Aujourd’hui, ces arguments ne tiennent plus la route.
Car, pour maximiser son autonomie, un véhicule électrique doit présenter une silhouette très fine ou, si vous préférez, un coefficient de traînée aérodynamique (Cx) très faible. Une performance que ne peut logiquement réaliser un VUS en raison de sa taille et de sa forme.
C’est ici que la berline (et cela vaut aussi pour les coupés, les cabriolets et autres victimes du VUS) tient sa revanche.

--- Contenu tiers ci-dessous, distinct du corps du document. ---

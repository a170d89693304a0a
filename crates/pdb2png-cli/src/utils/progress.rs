use indicatif::{ProgressBar, ProgressDrawTarget, ProgressStyle};
use pdb2png::engine::progress::{Progress, ProgressCallback, RenderPhase};
use std::sync::{Arc, Mutex};
use std::time::Duration;
use tracing::warn;

const SPINNER_TICK_MS: u64 = 80;

/// Shows the render phases as a single spinner line on stderr.
#[derive(Clone)]
pub struct CliProgressHandler {
    pb: Arc<Mutex<ProgressBar>>,
    completed: Arc<Mutex<Vec<RenderPhase>>>,
}

impl CliProgressHandler {
    pub fn new() -> Self {
        Self::with_target(ProgressDrawTarget::stderr())
    }

    /// A handler that draws nothing; used when logging is silenced.
    pub fn hidden() -> Self {
        Self::with_target(ProgressDrawTarget::hidden())
    }

    fn with_target(target: ProgressDrawTarget) -> Self {
        let pb = ProgressBar::new_spinner()
            .with_style(Self::spinner_style())
            .with_message("Starting...");
        pb.set_draw_target(target);

        Self {
            pb: Arc::new(Mutex::new(pb)),
            completed: Arc::new(Mutex::new(Vec::new())),
        }
    }

    pub fn get_callback(&self) -> ProgressCallback<'static> {
        let pb_clone = self.pb.clone();
        let completed = self.completed.clone();

        Box::new(move |progress: Progress| {
            let Ok(pb_guard) = pb_clone.lock() else {
                warn!("Progress bar mutex was poisoned. Cannot update progress.");
                return;
            };

            match progress {
                Progress::PhaseStart(phase) => {
                    pb_guard.enable_steady_tick(Duration::from_millis(SPINNER_TICK_MS));
                    pb_guard.set_message(format!("{}...", phase.label()));
                }
                Progress::PhaseFinish(phase) => {
                    if let Ok(mut done) = completed.lock() {
                        done.push(phase);
                    }
                    pb_guard.set_message(format!("✓ {}", phase.label()));
                    if phase == RenderPhase::Saving {
                        pb_guard.disable_steady_tick();
                        pb_guard.finish_and_clear();
                    }
                }
                Progress::Message(msg) => {
                    pb_guard.println(format!("  {}", msg));
                }
            }
        })
    }

    /// Stops the spinner, e.g. after a failed render.
    pub fn abandon(&self) {
        if let Ok(pb) = self.pb.lock() {
            pb.disable_steady_tick();
            pb.finish_and_clear();
        }
    }

    pub fn completed_phases(&self) -> Vec<RenderPhase> {
        self.completed
            .lock()
            .map(|done| done.clone())
            .unwrap_or_default()
    }

    fn spinner_style() -> ProgressStyle {
        ProgressStyle::with_template("{spinner:.green} {msg}")
            .unwrap_or_else(|_| ProgressStyle::default_spinner())
    }
}

impl Default for CliProgressHandler {
    fn default() -> Self {
        Self::new()
    }
}
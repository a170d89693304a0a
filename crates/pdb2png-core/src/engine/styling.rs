use super::error::EngineError;
use super::traits::SceneEngine;
use crate::core::style::{BACKGROUND_KEY, StyleRegistry, StyleSettings, StyleSpec};
use tracing::debug;

/// Resolves a style request against a registry and pushes it into the engine.
pub struct StyleApplier<'a> {
    registry: &'a StyleRegistry,
}

impl<'a> StyleApplier<'a> {
    pub fn new(registry: &'a StyleRegistry) -> Self {
        Self { registry }
    }

    /// Applies every setting in order. `bg_color` goes through the engine's
    /// background setter; everything else through the generic setting call.
    pub fn apply<E: SceneEngine>(
        &self,
        engine: &mut E,
        spec: &StyleSpec,
    ) -> Result<StyleSettings, EngineError> {
        let settings = self.registry.resolve(spec)?;
        debug!("Applying style {} ({} settings)", spec, settings.len());

        for (key, value) in settings.iter() {
            if key == BACKGROUND_KEY {
                engine.bg_color(&value.to_string())?;
            } else {
                engine.set(key, value)?;
            }
        }
        Ok(settings)
    }
}

#[cfg(test)]
mod tests {
    use super::*;
    use crate::core::style::{SettingValue, StyleError};
    use crate::engine::testing::{Call, MockEngine};

    #[test]
    fn background_key_uses_background_setter() {
        let registry = StyleRegistry::new();
        let mut engine = MockEngine::new();

        StyleApplier::new(&registry)
            .apply(&mut engine, &StyleSpec::Registered("default".to_string()))
            .unwrap();

        let calls = engine.calls();
        assert_eq!(calls[0], Call::BgColor("white".to_string()));
        assert!(calls.contains(&Call::Set("antialias".to_string(), SettingValue::Integer(2))));
        assert!(
            !calls
                .iter()
                .any(|c| matches!(c, Call::Set(key, _) if key == BACKGROUND_KEY))
        );
        assert_eq!(calls.len(), 6);
    }

    #[test]
    fn inline_settings_are_applied_in_order() {
        let registry = StyleRegistry::new();
        let spec = registry
            .parse(r#"{"ray_trace_mode": 3, "bg_color": "black"}"#)
            .unwrap();
        let mut engine = MockEngine::new();

        StyleApplier::new(&registry).apply(&mut engine, &spec).unwrap();

        assert_eq!(
            engine.calls(),
            &[
                Call::Set("ray_trace_mode".to_string(), SettingValue::Integer(3)),
                Call::BgColor("black".to_string()),
            ]
        );
    }

    #[test]
    fn unknown_registered_style_is_a_style_error() {
        let registry = StyleRegistry::new();
        let mut engine = MockEngine::new();
        let result = StyleApplier::new(&registry)
            .apply(&mut engine, &StyleSpec::Registered("nope".to_string()));
        assert!(matches!(
            result,
            Err(EngineError::Style(StyleError::UnknownStyle(_)))
        ));
        assert!(engine.calls().is_empty());
    }
}
use crate::cli::Cli;
use crate::config::{AppConfig, build_config};
use crate::error::Result;
use crate::utils::progress::CliProgressHandler;
use pdb2png::engine::coloring::ColoringReport;
use pdb2png::engine::progress::ProgressReporter;
use pdb2png::engine::pymol::PymolProcess;
use pdb2png::engine::session::Session;
use pdb2png::workflows::{self, render::RenderOutcome};
use tracing::{info, warn};

pub fn run(cli: &Cli) -> Result<()> {
    info!("Merging configuration from defaults, file and CLI arguments...");
    let app = build_config(cli)?;

    let progress_handler = if cli.quiet {
        CliProgressHandler::hidden()
    } else {
        CliProgressHandler::new()
    };
    let outcome = render(&app, &progress_handler);
    if outcome.is_err() {
        progress_handler.abandon();
        warn!(
            "Render stopped after {} completed phase(s).",
            progress_handler.completed_phases().len()
        );
    }
    let outcome = outcome?;

    for line in summarize(&outcome) {
        println!("{}", line);
    }
    Ok(())
}

fn render(app: &AppConfig, progress_handler: &CliProgressHandler) -> Result<RenderOutcome> {
    let reporter = ProgressReporter::with_callback(progress_handler.get_callback());

    let mut process = PymolProcess::spawn(&app.engine)?;
    info!("Using PyMOL {}", process.version());
    let mut session = Session::new(process.engine());

    info!("Invoking the core render workflow...");
    let outcome = workflows::render::run(&mut session, &app.render, &reporter)?;
    Ok(outcome)
}

/// Human-readable result lines printed after a successful render.
fn summarize(outcome: &RenderOutcome) -> Vec<String> {
    let mut lines = vec![format!(
        "  structure: {} atom(s) in {} chain(s)",
        outcome.atoms,
        outcome.chains.len()
    )];
    for report in &outcome.colorings {
        let entity = report.entity();
        match report {
            ColoringReport::Uniform { color, .. } => {
                lines.push(format!("  {}: {}", entity, color));
            }
            ColoringReport::PerChain { chains, .. } if !chains.is_empty() => {
                let assigned: Vec<String> = chains
                    .iter()
                    .map(|c| format!("{} {}", c.chain, c.rgb))
                    .collect();
                lines.push(format!("  {}: {}", entity, assigned.join(", ")));
            }
            ColoringReport::PerChain { .. } => {}
        }
    }
    if let Some(atoms) = outcome.ligand_atoms {
        lines.push(format!("  ligand: {} atom(s)", atoms));
    }
    lines.push(format!(
        "✓ Image written to: {}",
        outcome.output_path.display()
    ));
    lines
}
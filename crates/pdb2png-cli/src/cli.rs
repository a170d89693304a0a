use crate::utils::parser;
use clap::Parser;
use pdb2png::core::color::ColorSpec;
use pdb2png::engine::config::Rotation;
use std::path::PathBuf;

const HELP_TEMPLATE: &str = "\
{before-help}{name} {version}
{author-with-newline}{about-with-newline}
{usage-heading} {usage}

{all-args}{after-help}
";

#[derive(Parser, Debug)]
#[command(
    name = "pdb2png",
    version,
    about = "pdb2png - Render a molecular structure file to a ray-traced PNG image with PyMOL.",
    help_template = HELP_TEMPLATE,
)]
pub struct Cli {
    /// Path to the input structure file (PDB, mmCIF, or any format PyMOL loads).
    #[arg(value_name = "INPUT", required_unless_present = "list_styles")]
    pub input: Option<PathBuf>,

    /// Path for the rendered image. Defaults to the input path with a .png extension.
    #[arg(short, long, value_name = "PATH")]
    pub output: Option<PathBuf>,

    /// Path to a configuration file in TOML format.
    #[arg(short, long, value_name = "PATH")]
    pub config: Option<PathBuf>,

    // --- Camera ---
    /// Rotate the structure about x, y and z, in degrees (e.g. '0,90,0').
    #[arg(
        long,
        alias = "protein_rotate",
        value_name = "X,Y,Z",
        value_parser = parser::parse_rotation,
        allow_hyphen_values = true
    )]
    pub protein_rotate: Option<Rotation>,

    /// Zoom buffer around the whole structure, e.g. -40 (zoomed in) to 100 (zoomed out).
    #[arg(
        long,
        alias = "protein_zoom",
        value_name = "FLOAT",
        allow_negative_numbers = true
    )]
    pub protein_zoom: Option<f64>,

    // --- Colors ---
    /// Protein color: a color name, or a flat list of RGB triples cycled per chain.
    #[arg(long, alias = "protein_color", value_name = "COLOR", value_parser = parser::parse_color)]
    pub protein_color: Option<ColorSpec>,

    /// Heteroatom color: a color name, or a flat list of RGB triples cycled per chain.
    #[arg(long, alias = "hetatm_color", value_name = "COLOR", value_parser = parser::parse_color)]
    pub hetatm_color: Option<ColorSpec>,

    // --- Ligand ---
    /// Residue name of a ligand to select, zoom to and color.
    #[arg(long, alias = "ligand_id", value_name = "RESN")]
    pub ligand_id: Option<String>,

    /// Restrict the ligand to one chain.
    #[arg(long, alias = "ligand_chain", value_name = "ID")]
    pub ligand_chain: Option<String>,

    /// Zoom buffer around the ligand.
    #[arg(
        long,
        alias = "ligand_zoom",
        value_name = "FLOAT",
        allow_negative_numbers = true
    )]
    pub ligand_zoom: Option<f64>,

    /// Ligand color: a color name, or an RGB triple.
    #[arg(
        long,
        alias = "ligand_color",
        value_name = "COLOR",
        value_parser = parser::parse_color
    )]
    pub ligand_color: Option<ColorSpec>,

    // --- Rendering ---
    /// Keep water molecules visible.
    #[arg(long, alias = "show_water")]
    pub show_water: bool,

    /// A registered style name (see --list-styles) or an inline JSON object of settings.
    #[arg(long, alias = "render_style", value_name = "STYLE")]
    pub render_style: Option<String>,

    /// Image width in pixels.
    #[arg(long, value_name = "PIXELS")]
    pub width: Option<u32>,

    /// Image height in pixels.
    #[arg(long, value_name = "PIXELS")]
    pub height: Option<u32>,

    /// Set a specific configuration value, overriding the config file.
    /// Can be used multiple times. Example: -S render.width=800
    #[arg(short = 'S', long = "set", value_name = "KEY=VALUE")]
    pub set_values: Vec<String>,

    /// Path to the PyMOL executable.
    #[arg(long, env = "PYMOL_EXECUTABLE", value_name = "PATH")]
    pub pymol: Option<PathBuf>,

    /// Print the available render styles and exit.
    #[arg(long)]
    pub list_styles: bool,

    // --- Logging ---
    /// Increase verbosity level (-v for INFO, -vv for DEBUG, -vvv for TRACE)
    #[arg(short, long, action = clap::ArgAction::Count)]
    pub verbose: u8,

    /// Suppress all log output except for errors
    #[arg(short, long, conflicts_with = "verbose")]
    pub quiet: bool,

    /// Write logs to a specified file in addition to the console output
    #[arg(long, value_name = "PATH")]
    pub log_file: Option<PathBuf>,
}
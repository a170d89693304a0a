use pdb2png::engine::config::ConfigError;
use pdb2png::engine::error::EngineError;
use std::path::PathBuf;
use thiserror::Error;

pub type Result<T> = std::result::Result<T, CliError>;

#[derive(Debug, Error)]
pub enum CliError {
    #[error(transparent)]
    Engine(#[from] EngineError),

    #[error("Configuration error: {0}")]
    Config(String),

    #[error("Failed to parse file '{path}': {source}", path = path.display())]
    FileParsing {
        path: PathBuf,
        #[source]
        source: anyhow::Error,
    },

    #[error("I/O error: {0}")]
    Io(#[from] std::io::Error),

    #[error("Invalid argument: {0}")]
    Argument(String),

    #[error(transparent)]
    Other(#[from] anyhow::Error),
}

impl From<ConfigError> for CliError {
    fn from(e: ConfigError) -> Self {
        CliError::Config(e.to_string())
    }
}
use std::fmt;

/// A typed atom selection, rendered to the engine's selection language on demand.
#[derive(Debug, Clone, PartialEq, Eq)]
pub enum Selection {
    All,
    /// A selection previously stored in the scene under this name.
    Named(String),
    Hetatm,
    Chain(String),
    ResidueName(String),
    Not(Box<Selection>),
    And(Box<Selection>, Box<Selection>),
}

impl Selection {
    pub fn named(name: impl Into<String>) -> Self {
        Selection::Named(name.into())
    }

    pub fn chain(id: impl Into<String>) -> Self {
        Selection::Chain(id.into())
    }

    pub fn residue_name(resn: impl Into<String>) -> Self {
        Selection::ResidueName(resn.into())
    }

    pub fn polymer() -> Self {
        Selection::Hetatm.not()
    }

    pub fn solvent() -> Self {
        Selection::residue_name("HOH")
    }

    #[allow(clippy::should_implement_trait)]
    pub fn not(self) -> Self {
        Selection::Not(Box::new(self))
    }

    pub fn and(self, other: Selection) -> Self {
        Selection::And(Box::new(self), Box::new(other))
    }

    fn is_atomic(&self) -> bool {
        !matches!(self, Selection::And(..))
    }
}

impl fmt::Display for Selection {
    fn fmt(&self, f: &mut fmt::Formatter<'_>) -> fmt::Result {
        match self {
            Selection::All => write!(f, "all"),
            Selection::Named(name) => write!(f, "{}", name),
            Selection::Hetatm => write!(f, "hetatm"),
            // Chainless structures report a blank id, which PyMOL only matches quoted.
            Selection::Chain(id) if id.trim().is_empty() => write!(f, "chain ''"),
            Selection::Chain(id) => write!(f, "chain {}", id),
            Selection::ResidueName(resn) => write!(f, "resn {}", resn),
            Selection::Not(inner) if inner.is_atomic() => write!(f, "not {}", inner),
            Selection::Not(inner) => write!(f, "not ({})", inner),
            Selection::And(lhs, rhs) => write!(f, "{} and {}", lhs, rhs),
        }
    }
}
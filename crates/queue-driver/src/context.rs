//! Driver context: one per process, owns the pool and the refill loop.

use std::io::Read;
use std::sync::Arc;

use anyhow::{Context as _, Result, anyhow};
use crossbeam_channel::Receiver;

use crate::config::DriverConfig;
use crate::engine::{AudioEngine, CompletionHandler, StreamFormat};
use crate::player::{Player, PlayerError};
use crate::pool::QueuePool;
use crate::scheduler::PlayerSet;

/// State shared between the context and every player it creates.
pub(crate) struct DriverShared {
    pub(crate) engine: Arc<dyn AudioEngine>,
    pub(crate) config: DriverConfig,
    pub(crate) one_buffer_size: usize,
    pub(crate) max_buffer_size: usize,
    pub(crate) pool: QueuePool,
    pub(crate) players: Arc<PlayerSet>,
}

/// Immutable per-process driver context for a fixed PCM format.
///
/// Construction pre-warms the queue pool, so the native allocation cost is
/// paid once up front instead of during playback.
pub struct Context {
    format: StreamFormat,
    pub(crate) shared: Arc<DriverShared>,
}

impl Context {
    /// Build a context over `engine`.
    ///
    /// `bytes_per_sample` must be 1 (unsigned 8-bit) or 2 (signed 16-bit
    /// little-endian). The returned receiver carries the backend ready
    /// signal; the engines in this crate satisfy it before returning, but
    /// callers written against slower backends should wait on it.
    pub fn new(
        engine: Arc<dyn AudioEngine>,
        sample_rate: u32,
        channel_count: u16,
        bytes_per_sample: u16,
        config: DriverConfig,
    ) -> Result<(Self, Receiver<()>)> {
        if sample_rate == 0 {
            return Err(anyhow!("sample rate must be non-zero"));
        }
        if channel_count == 0 {
            return Err(anyhow!("channel count must be non-zero"));
        }
        if !matches!(bytes_per_sample, 1 | 2) {
            return Err(anyhow!("unsupported bytes per sample: {bytes_per_sample}"));
        }
        if config.buffers_per_queue == 0 {
            return Err(anyhow!("buffers per queue must be non-zero"));
        }

        let format = StreamFormat {
            sample_rate,
            channel_count,
            bytes_per_sample,
        };
        let one_buffer_size = one_buffer_size(&format, &config);

        let players = PlayerSet::new();
        let router = players.clone();
        let on_complete: CompletionHandler = Arc::new(move |queue, buffer| {
            // A lookup miss means the owning player is already closed and
            // the queue disposed or repooled; the event is dropped.
            if let Some(player) = router.lookup(queue) {
                player.on_buffer_complete(queue, buffer);
            }
        });

        let pool = QueuePool::new(
            engine.clone(),
            format,
            one_buffer_size,
            config.buffers_per_queue,
            config.pool_capacity,
            on_complete,
        );
        pool.prewarm().context("pre-warming the queue pool")?;

        tracing::info!(
            sample_rate,
            channel_count,
            bytes_per_sample,
            one_buffer_size,
            pool_capacity = config.pool_capacity,
            "driver context ready"
        );

        let (ready_tx, ready) = crossbeam_channel::bounded(1);
        let _ = ready_tx.send(());

        let shared = Arc::new(DriverShared {
            engine,
            max_buffer_size: one_buffer_size * 2,
            one_buffer_size,
            config,
            pool,
            players,
        });
        Ok((Self { format, shared }, ready))
    }

    /// Create a player over `src`. It starts paused with no queue and
    /// borrows one from the pool on its first play.
    pub fn new_player(&self, src: Box<dyn Read + Send>) -> Player {
        Player::new(self.shared.clone(), src)
    }

    /// Pause every playing player, remembering the set for [`Self::resume`].
    pub fn suspend(&self) -> Result<(), PlayerError> {
        self.shared.players.suspend()
    }

    /// Restart exactly the players that were playing at suspend time.
    pub fn resume(&self) -> Result<(), PlayerError> {
        self.shared.players.resume()
    }

    pub fn format(&self) -> StreamFormat {
        self.format
    }

    /// Bytes held by one hardware buffer.
    pub fn one_buffer_size(&self) -> usize {
        self.shared.one_buffer_size
    }

    /// Bytes each player tries to keep staged across backlog and buffers.
    pub fn max_buffer_size(&self) -> usize {
        self.shared.max_buffer_size
    }
}

/// Size of one hardware buffer: the configured duration's worth of frames,
/// kept frame aligned.
fn one_buffer_size(format: &StreamFormat, config: &DriverConfig) -> usize {
    let frames =
        (u128::from(format.sample_rate) * config.buffer_duration.as_millis() / 1000) as usize;
    frames.max(1) * format.bytes_per_frame()
}

#[cfg(test)]
mod tests {
    use super::*;
    use crate::fake_engine::FakeEngine;
    use std::time::Duration;

    #[test]
    fn buffer_sizes_follow_the_format() {
        let engine = FakeEngine::new();
        let config = DriverConfig {
            pool_capacity: 2,
            ..DriverConfig::default()
        };
        let (ctx, _ready) = Context::new(engine, 48_000, 2, 2, config).unwrap();
        // A quarter second of 48 kHz stereo 16-bit audio.
        assert_eq!(ctx.one_buffer_size(), 48_000);
        assert_eq!(ctx.max_buffer_size(), 96_000);
    }

    #[test]
    fn invalid_formats_are_rejected() {
        let config = DriverConfig {
            pool_capacity: 1,
            ..DriverConfig::default()
        };
        assert!(Context::new(FakeEngine::new(), 0, 2, 2, config.clone()).is_err());
        assert!(Context::new(FakeEngine::new(), 48_000, 0, 2, config.clone()).is_err());
        assert!(Context::new(FakeEngine::new(), 48_000, 2, 3, config).is_err());
    }

    #[test]
    fn ready_signal_fires_immediately() {
        let engine = FakeEngine::new();
        let config = DriverConfig {
            pool_capacity: 1,
            ..DriverConfig::default()
        };
        let (_ctx, ready) = Context::new(engine, 8_000, 1, 2, config).unwrap();
        assert!(ready.recv_timeout(Duration::from_secs(1)).is_ok());
    }

    #[test]
    fn construction_prewarms_the_pool() {
        let engine = FakeEngine::new();
        let config = DriverConfig {
            pool_capacity: 4,
            ..DriverConfig::default()
        };
        let (_ctx, _ready) = Context::new(engine.clone(), 8_000, 1, 2, config).unwrap();
        assert_eq!(engine.created_queues(), 4);
        assert_eq!(engine.live_queues(), 4);
    }

    #[test]
    fn prewarm_failure_surfaces_from_new() {
        let engine = FakeEngine::new();
        engine.fail_next_buffer_alloc();
        let config = DriverConfig {
            pool_capacity: 2,
            ..DriverConfig::default()
        };
        assert!(Context::new(engine, 8_000, 1, 2, config).is_err());
    }

    #[test]
    fn one_buffer_size_stays_frame_aligned() {
        let format = StreamFormat {
            sample_rate: 44_100,
            channel_count: 2,
            bytes_per_sample: 2,
        };
        let config = DriverConfig::default();
        let size = one_buffer_size(&format, &config);
        assert_eq!(size % format.bytes_per_frame(), 0);
        assert_eq!(size, 44_100 / 4 * 4);
    }
}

Mercedes, par exemple, en a apporté une preuve supplémentaire avec la Vision EQXX. Cette voiture concept dont le Cx est de seulement 0,17 (doubler ce chiffre pour établir celui d’un camion) lui a notamment permis de parcourir 1 202 kilomètres avec une seule charge.
Le poids réduit (autre tache au dossier du VUS), l’efficacité de son unité de puissance ont contribué à la performance de la Vision EQXX, mais il ne faut pas négliger l’apport de l’aérodynamique.
Par ailleurs, la Vision EQXX l’a démontré : nul besoin d’avoir l’ample carrosserie d’un VUS pour se sentir comme chez soi à son bord. La présence d’un moteur beaucoup plus compact et des accumulateurs sous le plancher permettent d’envisager une répartition des volumes assez différente et de maximiser le rapport habitabilité/encombrement.
Et le client qui se lasse
Greenpeace, Équiterre, Québec Solidaire et bien d’autres crieront sans doute victoire ici : certains propriétaires de VUS — pas tous — commencent aussi à en avoir marre de se faire pointer du doigt. D’autres remettent en question la logique de s’offrir un véhicule dont les performances (dans un sens très large) surpassent amplement les attentes réelles ou fantasmées. À quoi bon se procurer un VUS capable de grimper aux arbres ou de barboter dans le gué d’une rivière, si vous craignez de quitter le bitume et d’égratigner de (belles) grosses jantes scintillantes ?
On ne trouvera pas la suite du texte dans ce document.